I can't get my head around why all this harrassment is going on to be honest, there's not much evidence of terrorists using cameras to plot anything - the pictures shown recently allegedly showing reconnaisance photos and film taken by a 'potential' terrorist didn't show anything that would be of much use, (blimey, a map of the underground, you'd need to take a photo of that alright to plan anything, it's pretty hard to come by that sort of info after all isn't it...) and the blokes weren't done for any terrorist offences anyway. The paranoia in me makes me wonder why they so gleefully showed those films and photos, when they weren't terrorists anyway, almost as if they had finally found an excuse or a reason for all this nonsense, even though it was so very lame.
Why do they generally stop only people with DSLRs?

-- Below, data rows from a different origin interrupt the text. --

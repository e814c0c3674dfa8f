//! Style-property color roles and the gray ranges each role may use.

use stylekit_core::{ColorScheme, Platform};

/// Role a color plays in a style, which decides its allowed gray range.
#[derive(Debug, Clone, Copy, PartialEq, Eq, Hash, Default)]
pub enum PropertyContext {
    #[default]
    Foreground,
    Background,
    Border,
    Shadow,
    Tint,
}

const FOREGROUND_KEYS: &[&str] = &[
    "color",
    "textDecorationColor",
    "textShadowColor",
    "caretColor",
    "placeholderTextColor",
];
const BACKGROUND_KEYS: &[&str] = &["backgroundColor", "overlayColor"];
const BORDER_KEYS: &[&str] = &[
    "borderColor",
    "borderStartColor",
    "borderEndColor",
    "borderTopColor",
    "borderBottomColor",
    "borderLeftColor",
    "borderRightColor",
];
const SHADOW_KEYS: &[&str] = &["shadowColor"];
const TINT_KEYS: &[&str] = &["tintColor"];

/// Look up the role of a style property by exact name.
#[must_use]
pub fn get_color_context(property: &str) -> Option<PropertyContext> {
    let tables = [
        (FOREGROUND_KEYS, PropertyContext::Foreground),
        (BACKGROUND_KEYS, PropertyContext::Background),
        (BORDER_KEYS, PropertyContext::Border),
        (SHADOW_KEYS, PropertyContext::Shadow),
        (TINT_KEYS, PropertyContext::Tint),
    ];
    tables
        .into_iter()
        .find(|(keys, _)| keys.contains(&property))
        .map(|(_, context)| context)
}

/// Inclusive gray bounds.
#[derive(Debug, Clone, Copy, PartialEq, Eq, Hash)]
pub struct GrayRange {
    pub min: u8,
    pub max: u8,
}

impl GrayRange {
    const fn new(min: u8, max: u8) -> Self {
        Self { min, max }
    }

    #[must_use]
    pub fn clamp(self, gray: u8) -> u8 {
        gray.clamp(self.min, self.max)
    }

    #[must_use]
    pub fn contains(self, gray: u8) -> bool {
        (self.min..=self.max).contains(&gray)
    }
}

/// Allowed gray range for a color role under a scheme.
///
/// `Unspecified` is treated as light.
#[must_use]
pub const fn gray_range(scheme: ColorScheme, context: PropertyContext) -> GrayRange {
    use PropertyContext as P;
    match (scheme.is_dark(), context) {
        (false, P::Background) => GrayRange::new(240, 255),
        (false, P::Foreground) => GrayRange::new(0, 51),
        (false, P::Border) => GrayRange::new(200, 230),
        (false, P::Shadow) => GrayRange::new(0, 51),
        (false, P::Tint) => GrayRange::new(51, 128),
        (true, P::Background) => GrayRange::new(0, 51),
        (true, P::Foreground) => GrayRange::new(200, 255),
        (true, P::Border) => GrayRange::new(51, 102),
        (true, P::Shadow) => GrayRange::new(0, 51),
        (true, P::Tint) => GrayRange::new(128, 200),
    }
}

/// Clamp a gray level into the role's range.
#[must_use]
pub fn clamp_gray(gray: u8, scheme: ColorScheme, context: PropertyContext) -> u8 {
    gray_range(scheme, context).clamp(gray)
}

/// WCAG large-text rule: 18pt, or 14pt on iOS where bold is implied.
#[must_use]
pub fn is_large_text(font_size: f64, platform: Platform) -> bool {
    font_size >= 18.0 || (font_size >= 14.0 && platform.is_ios())
}

/// A platform gray that keeps contrast in the role's scheme.
///
/// Used when a color cannot be resolved to RGB. Shadow and tint share the
/// foreground entry. Without a font size the text is not considered large.
#[must_use]
pub fn contrast_safe_system_color(
    platform: Platform,
    scheme: ColorScheme,
    context: PropertyContext,
    font_size: Option<f64>,
) -> &'static str {
    let large = font_size.is_some_and(|size| is_large_text(size, platform));
    let dark = scheme.is_dark();
    match (platform, dark, context) {
        (Platform::Ios, false, PropertyContext::Background) => "systemGray6",
        (Platform::Ios, false, PropertyContext::Border) => "systemGray4",
        (Platform::Ios, false, _) if large => "systemGray2",
        (Platform::Ios, false, _) => "systemGray",
        (Platform::Ios, true, PropertyContext::Background) => "systemGray",
        (Platform::Ios, true, PropertyContext::Border) => "systemGray2",
        (Platform::Ios, true, _) if large => "systemGray5",
        (Platform::Ios, true, _) => "systemGray6",
        (Platform::Android, false, PropertyContext::Background) => "#F5F5F5",
        (Platform::Android, false, PropertyContext::Border) => "#DDDDDD",
        (Platform::Android, false, _) if large => "#404040",
        (Platform::Android, false, _) => "#1F1F1F",
        (Platform::Android, true, PropertyContext::Background) => "#121212",
        (Platform::Android, true, PropertyContext::Border) => "#404040",
        (Platform::Android, true, _) if large => "#CCCCCC",
        (Platform::Android, true, _) => "#E1E1E1",
    }
}

/// Nominal luminance of an iOS system gray token.
#[must_use]
pub fn system_color_luminance(token: &str) -> Option<f64> {
    match token {
        "systemGray" => Some(0.5),
        "systemGray2" => Some(0.45),
        "systemGray3" => Some(0.4),
        "systemGray4" => Some(0.35),
        "systemGray5" => Some(0.3),
        "systemGray6" => Some(0.25),
        _ => None,
    }
}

Obviously terrorists only use DSLRs, just like terrorists have never heard of Google  They leave peeps with compacts and phone cameras alone in most cases, it just doesn't make sense.
It all seems rather narrow minded, utterly pointless and totally without commonsense, and despite all the guidelines being issued and what not, it's still happening fairly frequently. Beats me, it really does, but it's all getting a bit Big Brothery in this country now.


----------



## GS300 (Dec 16, 2007)

Another example


----------



## bretti_kivi (Apr 22, 2008)

I think in that case it's someone somewhere deciding "but the rules state x" where the rules have been ignored for a looong time. There's a slight difference IMO between asking 'togs to abide by the rules on a personal estate and giving people hassle for taking pics in a public place like Trafalgar Square.

Bret


----------



## Crafty (Aug 4, 2007)

http://photographernotaterrorist.org/


----------